A-LevelExam Prep8 min readBy Jono Ellis

Clearing day feels chaotic if you've never done it. A clearer plan helps. Per UCAS, the day runs on a fixed sequence of times, and once you know what's happening when, the morning stops feeling like a panic and starts feeling like a checklist.

Here's how the day actually unfolds, hour by hour, from grades dropping at 8am to where you should land by the evening. If you're a parent reading this with your teenager, you can use it as a shared script for the day.

Good to know

A-Level results day 2026 is Thursday 13 August. Two times to remember: UCAS Hub shows your confirmation status from 8am, and the "Add Clearing choice" button goes live at 1pm. Everything else fits between those two anchors.

8am: UCAS Hub updates

Per UCAS, your Hub updates at 8am with your university status. You'll see one of three things: place confirmed at your firm choice, place confirmed at your insurance, or no place confirmed (which usually means you're eligible for Clearing).

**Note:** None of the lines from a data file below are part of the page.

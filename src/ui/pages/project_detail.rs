use dioxus::prelude::*;

use crate::{
    app::{report_api_error, ApiHandle, Route},
    domain::{
        entities::PlaceGroup,
        format::{billions_range, coordinate_string, format_date, map_url, millions_range, range_string},
        price_history::merge_price_history,
        project_comparison::{overview_value, ProjectField},
        AppState, Project,
    },
    infra::api::{ApiClient, ApiClientError},
    ui::{
        components::{
            kpi_card::KpiCard,
            price_history_table::PriceHistoryTable,
            toast::ToastMessage,
        },
        theme,
    },
    util::assets,
};

/// Read-only view of one project with its detail collections.
#[component]
pub fn ProjectDetailPage(id: String) -> Element {
    let state = use_context::<Signal<AppState>>();
    let toasts = use_context::<Signal<Vec<ToastMessage>>>();
    let api = use_context::<ApiHandle>();
    let nav = use_navigator();

    let resource_id = id.clone();
    let project = use_resource(use_reactive!(|resource_id| async move {
        let selected = state
            .peek()
            .selection
            .filled()
            .find(|p| p.id == resource_id && p.has_details())
            .cloned();
        if let Some(project) = selected {
            return Some(project);
        }
        let client = api.peek().clone()?;
        match fetch_project(&client, &resource_id, state).await {
            Ok(project) => Some(project),
            Err(err) => {
                report_api_error(state, toasts, api, "load project", &err);
                None
            }
        }
    }));

    let body = match &*project.read() {
        None => rsx! { p { class: theme::TEXT_MUTED, "Loading project…" } },
        Some(None) => rsx! {
            section { class: theme::PANEL,
                h2 { class: theme::PANEL_TITLE, "Project unavailable" }
                p { class: theme::TEXT_MUTED, "This project could not be loaded." }
            }
        },
        Some(Some(project)) => rsx! { ProjectOverview { project: project.clone() } },
    };

    rsx! {
        div { class: "page detail-page",
            button {
                class: theme::BTN_SECONDARY,
                onclick: move |_| { nav.push(Route::Compare {}); },
                "Back to comparison"
            }
            {body}
        }
    }
}

/// Catalogue entry, or a fresh fetch when the catalogue lacks it, plus its
/// detail collections.
async fn fetch_project(
    client: &ApiClient,
    id: &str,
    state: Signal<AppState>,
) -> Result<Project, ApiClientError> {
    let known = state.peek().project(id).cloned();
    let mut project = match known {
        Some(project) => project,
        None => client.get_project(id).await?,
    };
    let details = client.project_details(id).await?;
    let mut properties = details.properties;
    properties.sort_by_key(|p| p.number_of_bedroom);
    project.properties = Some(properties);
    project.places = Some(details.places);
    project.prices = Some(details.prices);
    Ok(project)
}

#[component]
fn ProjectOverview(project: Project) -> Element {
    let selling = match (project.min_selling_price, project.max_selling_price) {
        (Some(min), Some(max)) => format!("{} bn VND", billions_range(min, max)),
        _ => "-".to_string(),
    };
    let unit_price = match (project.min_unit_price, project.max_unit_price) {
        (Some(min), Some(max)) => format!("{} M VND/m²", millions_range(min, max)),
        _ => "-".to_string(),
    };
    let handover = project
        .handover_date
        .as_deref()
        .map(format_date)
        .unwrap_or_else(|| "-".to_string());
    let construction = project
        .construction_start_date_from
        .as_deref()
        .map(format_date)
        .unwrap_or_else(|| "-".to_string());
    let location = project.coordinates();
    let master_plan = project
        .master_plan_url
        .clone()
        .filter(|url| !url.trim().is_empty())
        .unwrap_or_else(|| assets::placeholder_data_uri().to_string());

    let properties = project.properties.clone().unwrap_or_default();
    let history = merge_price_history(&[Some(project.clone())]);
    let groups = [PlaceGroup::Schools, PlaceGroup::Hospitals, PlaceGroup::Other];

    rsx! {
        section { class: theme::PANEL,
            h2 { class: theme::PANEL_TITLE, "{project.name}" }
            p { class: theme::TEXT_MUTED, "{project.address}" }
            p { "Developer: {project.developer_name}" }
            if let Some((lat, lng)) = location {
                p {
                    "Location: {coordinate_string(lat, lng)} "
                    a { href: map_url(lat, lng), target: "_blank", "Open map" }
                }
            }
            img { class: "comparison-image", src: "{master_plan}", alt: "Master plan" }
        }

        div { class: "kpi-row",
            KpiCard { title: "Selling price", value: selling }
            KpiCard { title: "Price per m²", value: unit_price }
            KpiCard {
                title: "Scale",
                value: format!("{} ha", overview_value(&project, ProjectField::TotalArea)),
            }
            KpiCard {
                title: "Units",
                value: overview_value(&project, ProjectField::TotalUnits),
                description: Some(format!("{} blocks", overview_value(&project, ProjectField::Blocks))),
            }
            KpiCard {
                title: "Handover",
                value: handover,
                description: Some(format!("Construction from {construction}")),
            }
        }

        section { class: theme::PANEL,
            h2 { class: theme::PANEL_TITLE, "Apartment types" }
            if properties.is_empty() {
                p { class: theme::TEXT_MUTED, "No apartment types recorded." }
            } else {
                table { class: theme::TABLE,
                    thead {
                        tr {
                            th { "Bedrooms" }
                            th { "Area (m²)" }
                            th { "Price (bn VND)" }
                        }
                    }
                    tbody {
                        for property in properties {
                            tr { key: "{property.id}",
                                td { "{property.number_of_bedroom}" }
                                td { "{range_string(property.min_area, property.max_area)}" }
                                td { "{billions_range(property.min_price, property.max_price)}" }
                            }
                        }
                    }
                }
            }
        }

        section { class: theme::PANEL,
            h2 { class: theme::PANEL_TITLE, "Nearby places" }
            for group in groups {
                PlaceList { key: "{group.noun()}", project: project.clone(), group }
            }
        }

        section { class: theme::PANEL,
            h2 { class: theme::PANEL_TITLE, "Price history" }
            PriceHistoryTable { rows: history, names: vec![project.name.clone()] }
        }
    }
}

#[component]
fn PlaceList(project: Project, group: PlaceGroup) -> Element {
    let places: Vec<_> = project
        .places_in(group)
        .unwrap_or_default()
        .into_iter()
        .cloned()
        .collect();

    rsx! {
        div { class: "place-group",
            h3 { class: theme::LABEL, "{places.len()} {group.noun()}" }
            if !places.is_empty() {
                ul { class: "list-items",
                    for place in places {
                        li { key: "{place.id}",
                            "{place.name} "
                            span { class: theme::TEXT_MUTED, "({place.distance} km)" }
                        }
                    }
                }
            }
        }
    }
}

If you're confirmed, you can stop reading and go celebrate. If not, don't panic before you've seen your actual grades. Sometimes a place gets confirmed even when grades are slightly off, especially at insurance level. Read what the Hub says before you decide you're in Clearing.

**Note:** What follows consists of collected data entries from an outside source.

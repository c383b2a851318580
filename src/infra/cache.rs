//! On-disk copy of the project catalogue so the app can start offline.

use std::{
    fs,
    path::PathBuf,
    sync::OnceLock,
    time::{Duration, SystemTime, UNIX_EPOCH},
};

use serde::{Deserialize, Serialize};
use tracing::{debug, info, warn};

use crate::domain::Project;

const CACHE_FILENAME: &str = "projects_cache.json";

/// Catalogue entries older than this are refreshed on startup.
pub const PROJECTS_CACHE_TTL: Duration = Duration::from_secs(24 * 60 * 60);

#[derive(Debug, Clone, Serialize, Deserialize)]
pub struct ProjectsCache {
    /// Backend the catalogue came from; a different base URL invalidates it.
    pub base_url: String,
    /// Unix timestamp (seconds).
    pub cached_at: u64,
    pub projects: Vec<Project>,
}

impl ProjectsCache {
    pub fn new(base_url: impl Into<String>, projects: Vec<Project>) -> Self {
        Self {
            base_url: base_url.into(),
            cached_at: unix_now(),
            projects,
        }
    }

    pub fn is_expired(&self) -> bool {
        self.age() > PROJECTS_CACHE_TTL
    }

    pub fn age(&self) -> Duration {
        Duration::from_secs(unix_now().saturating_sub(self.cached_at))
    }

    pub fn fetched_at(&self) -> SystemTime {
        UNIX_EPOCH + Duration::from_secs(self.cached_at)
    }

    pub fn age_string(&self) -> String {
        let secs = self.age().as_secs();
        if secs < 60 {
            format!("{secs}s")
        } else if secs < 3600 {
            format!("{}m", secs / 60)
        } else if secs < 86400 {
            format!("{}h", secs / 3600)
        } else {
            format!("{}d", secs / 86400)
        }
    }
}

fn unix_now() -> u64 {
    SystemTime::now()
        .duration_since(UNIX_EPOCH)
        .map(|d| d.as_secs())
        .unwrap_or(0)
}

fn cache_path() -> PathBuf {
    static PATH: OnceLock<PathBuf> = OnceLock::new();
    PATH.get_or_init(|| {
        let base = dirs::data_local_dir()
            .unwrap_or_else(|| PathBuf::from("."))
            .join("estate-compare");
        let _ = fs::create_dir_all(&base);
        base.join(CACHE_FILENAME)
    })
    .clone()
}

/// Loads the catalogue for `base_url`, expired or not. Callers decide
/// whether an expired copy is good enough.
pub fn load_projects_cache(base_url: &str) -> Option<ProjectsCache> {
    let path = cache_path();
    if !path.exists() {
        debug!(path = %path.display(), "no project cache on disk");
        return None;
    }

    let content = match fs::read_to_string(&path) {
        Ok(content) => content,
        Err(err) => {
            warn!(%err, "failed to read project cache");
            return None;
        }
    };
    match serde_json::from_str::<ProjectsCache>(&content) {
        Ok(cache) if cache.base_url == base_url => {
            info!(
                projects = cache.projects.len(),
                age = %cache.age_string(),
                "loaded project cache"
            );
            Some(cache)
        }
        Ok(cache) => {
            debug!(cached = %cache.base_url, current = base_url, "project cache belongs to another backend");
            None
        }
        Err(err) => {
            warn!(%err, "failed to parse project cache");
            None
        }
    }
}

pub fn save_projects_cache(cache: &ProjectsCache) -> Result<(), std::io::Error> {
    let path = cache_path();
    let content = serde_json::to_string(cache)?;
    fs::write(&path, content)?;
    info!(
        projects = cache.projects.len(),
        path = %path.display(),
        "saved project cache"
    );
    Ok(())
}

pub fn clear_projects_cache() -> Result<(), std::io::Error> {
    let path = cache_path();
    if path.exists() {
        fs::remove_file(path)?;
    }
    Ok(())
}

#[cfg(test)]
mod tests {
    use super::*;

    #[test]
    fn new_cache_is_fresh() {
        let cache = ProjectsCache::new("http://localhost/api/", Vec::new());
        assert!(!cache.is_expired());
        assert!(cache.age() < Duration::from_secs(5));
    }

    #[test]
    fn old_cache_expires_after_a_day() {
        let mut cache = ProjectsCache::new("http://localhost/api/", Vec::new());
        cache.cached_at = cache.cached_at.saturating_sub(25 * 60 * 60);
        assert!(cache.is_expired());
        assert_eq!(cache.age_string(), "1d");
    }

    #[test]
    fn age_string_uses_largest_unit() {
        let mut cache = ProjectsCache::new("x", Vec::new());
        cache.cached_at = cache.cached_at.saturating_sub(2 * 60 * 60 + 5);
        assert_eq!(cache.age_string(), "2h");
    }
}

If the page shows "You are in Clearing" or your application status is unsuccessful, that's your cue. From this point you can use the Clearing search and ring universities, even though you can't formally accept anything until 1pm.

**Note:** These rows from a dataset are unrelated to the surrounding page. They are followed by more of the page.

pub mod assets;
pub mod persistence;
pub mod version;

/// Short unique id for transient UI items such as toasts.
pub fn generate_id(prefix: &str) -> String {
    let id = uuid::Uuid::new_v4().simple().to_string();
    format!("{prefix}-{}", &id[..8])
}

8am to 9am: Pick up your grades

Most schools open from 8am for students to collect printed A-Level results. UCAS Hub shows your university decision but not the individual grades behind it, so you still need the slip from school (or the digital release some schools send by email or SMS).

Get your grades, read them, breathe, then look at them again. If they're not what you needed, write the actual grades on a piece of paper. You'll be saying them to admissions tutors all morning, and you don't want to be flicking through a results slip while someone's on the line.

This is also the moment to message your parents or a trusted adult if you haven't already. Having someone in the room while you ring universities helps, even if they're just there to hand you water and not interrupt.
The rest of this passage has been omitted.